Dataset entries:
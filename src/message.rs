// Copyright (c) 2025, The Ruskit Authors
// MIT License
// All rights reserved.

//! # Publish Request
//!
//! The value type describing a single send: target exchange, routing key,
//! payload bytes and content type. Requests are transient, built per send
//! and handed to the publisher.

use crate::errors::AmqpError;
use serde::Serialize;

/// Default content type for published messages
pub const JSON_CONTENT_TYPE: &str = "application/json";

/// A single publish: exchange, routing key, payload and content type.
///
/// The content type defaults to [`JSON_CONTENT_TYPE`]; use
/// [`PublishRequest::content_type`] to override it for non-JSON payloads.
#[derive(Debug, Clone, PartialEq, Eq)]
pub struct PublishRequest {
    pub(crate) exchange: String,
    pub(crate) routing_key: String,
    pub(crate) body: Vec<u8>,
    pub(crate) content_type: String,
}

impl PublishRequest {
    /// Creates a request carrying `body` as given.
    pub fn new(exchange: &str, routing_key: &str, body: Vec<u8>) -> Self {
        PublishRequest {
            exchange: exchange.to_owned(),
            routing_key: routing_key.to_owned(),
            body,
            content_type: JSON_CONTENT_TYPE.to_owned(),
        }
    }

    /// Creates a request by serializing `payload` to JSON.
    pub fn json<T>(exchange: &str, routing_key: &str, payload: &T) -> Result<Self, AmqpError>
    where
        T: Serialize,
    {
        let body =
            serde_json::to_vec(payload).map_err(|err| AmqpError::Payload(err.to_string()))?;

        Ok(PublishRequest::new(exchange, routing_key, body))
    }

    /// Creates a request from payload text, rejecting anything that is not
    /// valid JSON.
    pub fn json_str(exchange: &str, routing_key: &str, payload: &str) -> Result<Self, AmqpError> {
        serde_json::from_str::<serde_json::Value>(payload)
            .map_err(|err| AmqpError::Payload(err.to_string()))?;

        Ok(PublishRequest::new(
            exchange,
            routing_key,
            payload.as_bytes().to_vec(),
        ))
    }

    /// Overrides the content type.
    pub fn content_type(mut self, content_type: &str) -> Self {
        self.content_type = content_type.to_owned();
        self
    }

    pub fn exchange(&self) -> &str {
        &self.exchange
    }

    pub fn routing_key(&self) -> &str {
        &self.routing_key
    }

    pub fn body(&self) -> &[u8] {
        &self.body
    }
}

#[cfg(test)]
mod tests {
    use super::*;
    use serde_json::json;

    #[test]
    fn defaults_to_json_content_type() {
        let req = PublishRequest::new("logs", "info", b"{}".to_vec());

        assert_eq!(req.content_type, JSON_CONTENT_TYPE);
        assert_eq!(req.exchange(), "logs");
        assert_eq!(req.routing_key(), "info");
    }

    #[test]
    fn json_serializes_the_payload() {
        let req = PublishRequest::json("logs", "info", &json!({"msg": "hi"})).unwrap();

        assert_eq!(req.body(), br#"{"msg":"hi"}"#);
    }

    #[test]
    fn json_str_keeps_the_exact_bytes() {
        let req = PublishRequest::json_str("logs", "info", r#"{"msg":"hi"}"#).unwrap();

        assert_eq!(req.body(), br#"{"msg":"hi"}"#);
    }

    #[test]
    fn json_str_rejects_invalid_payloads() {
        let err = PublishRequest::json_str("logs", "info", "{not json").unwrap_err();

        assert!(matches!(err, AmqpError::Payload(_)));
    }

    #[test]
    fn content_type_can_be_overridden() {
        let req =
            PublishRequest::new("logs", "info", b"plain".to_vec()).content_type("text/plain");

        assert_eq!(req.content_type, "text/plain");
    }
}
// Copyright (c) 2025, The Ruskit Authors
// MIT License
// All rights reserved.

//! # OpenTelemetry Integration
//!
//! Propagates the caller's trace context into AMQP message headers so a
//! downstream consumer can pick the trace up. Only injection exists here;
//! this crate never consumes messages.

use lapin::types::{AMQPValue, ShortString};
use opentelemetry::propagation::Injector;
use std::collections::BTreeMap;

/// An adapter for injecting OpenTelemetry context into AMQP headers.
pub(crate) struct AmqpTracePropagator<'a> {
    headers: &'a mut BTreeMap<ShortString, AMQPValue>,
}

impl<'a> AmqpTracePropagator<'a> {
    pub(crate) fn new(headers: &'a mut BTreeMap<ShortString, AMQPValue>) -> Self {
        Self { headers }
    }
}

impl Injector for AmqpTracePropagator<'_> {
    /// Sets a trace context key-value pair in the outgoing message headers.
    fn set(&mut self, key: &str, value: String) {
        self.headers.insert(
            key.to_lowercase().into(),
            AMQPValue::LongString(value.into()),
        );
    }
}

#[cfg(test)]
mod tests {
    use super::*;

    #[test]
    fn set_lowercases_keys_and_stores_long_strings() {
        let mut headers = BTreeMap::default();
        let mut propagator = AmqpTracePropagator::new(&mut headers);

        propagator.set("Traceparent", "00-abc-def-01".to_owned());

        assert_eq!(
            headers.get(&ShortString::from("traceparent")),
            Some(&AMQPValue::LongString("00-abc-def-01".into()))
        );
    }
}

* _WHAT IS REQUIRED_
Nothing should be dropped. Retype each line above as it is.

* _RESULT OF THE TASK_
filename src/message.rs
// Copyright (c) 2025, The Ruskit Authors
// MIT License
// All rights reserved.

//! # Publish Request
//!
//! The value type describing a single send: target exchange, routing key,
//! payload bytes and content type. Requests are transient, built per send
//! and handed to the publisher.

use crate::errors::AmqpError;
use serde::Serialize;

/// Default content type for published messages
pub const JSON_CONTENT_TYPE: &str = "application/json";

/// A single publish: exchange, routing key, payload and content type.
///
/// The content type defaults to [`JSON_CONTENT_TYPE`]; use
/// [`PublishRequest::content_type`] to override it for non-JSON payloads.
#[derive(Debug, Clone, PartialEq, Eq)]
pub struct PublishRequest {
    pub(crate) exchange: String,
    pub(crate) routing_key: String,
    pub(crate) body: Vec<u8>,
    pub(crate) content_type: String,
}

impl PublishRequest {
    /// Creates a request carrying `body` as given.
    pub fn new(exchange: &str, routing_key: &str, body: Vec<u8>) -> Self {
        PublishRequest {
            exchange: exchange.to_owned(),
            routing_key: routing_key.to_owned(),
            body,
            content_type: JSON_CONTENT_TYPE.to_owned(),
        }
    }

    /// Creates a request by serializing `payload` to JSON.
    pub fn json<T>(exchange: &str, routing_key: &str, payload: &T) -> Result<Self, AmqpError>
    where
        T: Serialize,
    {
        let body =
            serde_json::to_vec(payload).map_err(|err| AmqpError::Payload(err.to_string()))?;

        Ok(PublishRequest::new(exchange, routing_key, body))
    }

    /// Creates a request from payload text, rejecting anything that is not
    /// valid JSON.
    pub fn json_str(exchange: &str, routing_key: &str, payload: &str) -> Result<Self, AmqpError> {
        serde_json::from_str::<serde_json::Value>(payload)
            .map_err(|err| AmqpError::Payload(err.to_string()))?;

        Ok(PublishRequest::new(
            exchange,
            routing_key,
            payload.as_bytes().to_vec(),
        ))
    }

    /// Overrides the content type.
    pub fn content_type(mut self, content_type: &str) -> Self {
        self.content_type = content_type.to_owned();
        self
    }

    pub fn exchange(&self) -> &str {
        &self.exchange
    }

    pub fn routing_key(&self) -> &str {
        &self.routing_key
    }

    pub fn body(&self) -> &[u8] {
        &self.body
    }
}

#[cfg(test)]
mod tests {
    use super::*;
    use serde_json::json;

    #[test]
    fn defaults_to_json_content_type() {
        let req = PublishRequest::new("logs", "info", b"{}".to_vec());

        assert_eq!(req.content_type, JSON_CONTENT_TYPE);
        assert_eq!(req.exchange(), "logs");
        assert_eq!(req.routing_key(), "info");
    }

    #[test]
    fn json_serializes_the_payload() {
        let req = PublishRequest::json("logs", "info", &json!({"msg": "hi"})).unwrap();

        assert_eq!(req.body(), br#"{"msg":"hi"}"#);
    }

    #[test]
    fn json_str_keeps_the_exact_bytes() {
        let req = PublishRequest::json_str("logs", "info", r#"{"msg":"hi"}"#).unwrap();

        assert_eq!(req.body(), br#"{"msg":"hi"}"#);
    }

    #[test]
    fn json_str_rejects_invalid_payloads() {
        let err = PublishRequest::json_str("logs", "info", "{not json").unwrap_err();

        assert!(matches!(err, AmqpError::Payload(_)));
    }

    #[test]
    fn content_type_can_be_overridden() {
        let req =
            PublishRequest::new("logs", "info", b"plain".to_vec()).content_type("text/plain");

        assert_eq!(req.content_type, "text/plain");
    }
}
// Copyright (c) 2025, The Ruskit Authors
// MIT License
// All rights reserved.

//! # OpenTelemetry Integration
//!
//! Propagates the caller's trace context into AMQP message headers so a
//! downstream consumer can pick the trace up. Only injection exists here;
//! this crate never consumes messages.

use lapin::types::{AMQPValue, ShortString};
use opentelemetry::propagation::Injector;
use std::collections::BTreeMap;

/// An adapter for injecting OpenTelemetry context into AMQP headers.
pub(crate) struct AmqpTracePropagator<'a> {
    headers: &'a mut BTreeMap<ShortString, AMQPValue>,
}

impl<'a> AmqpTracePropagator<'a> {
    pub(crate) fn new(headers: &'a mut BTreeMap<ShortString, AMQPValue>) -> Self {
        Self { headers }
    }
}

impl Injector for AmqpTracePropagator<'_> {
    /// Sets a trace context key-value pair in the outgoing message headers.
    fn set(&mut self, key: &str, value: String) {
        self.headers.insert(
            key.to_lowercase().into(),
            AMQPValue::LongString(value.into()),
        );
    }
}

#[cfg(test)]
mod tests {
    use super::*;

    #[test]
    fn set_lowercases_keys_and_stores_long_strings() {
        let mut headers = BTreeMap::default();
        let mut propagator = AmqpTracePropagator::new(&mut headers);

        propagator.set("Traceparent", "00-abc-def-01".to_owned());

        assert_eq!(
            headers.get(&ShortString::from("traceparent")),
            Some(&AMQPValue::LongString("00-abc-def-01".into()))
        );
    }
}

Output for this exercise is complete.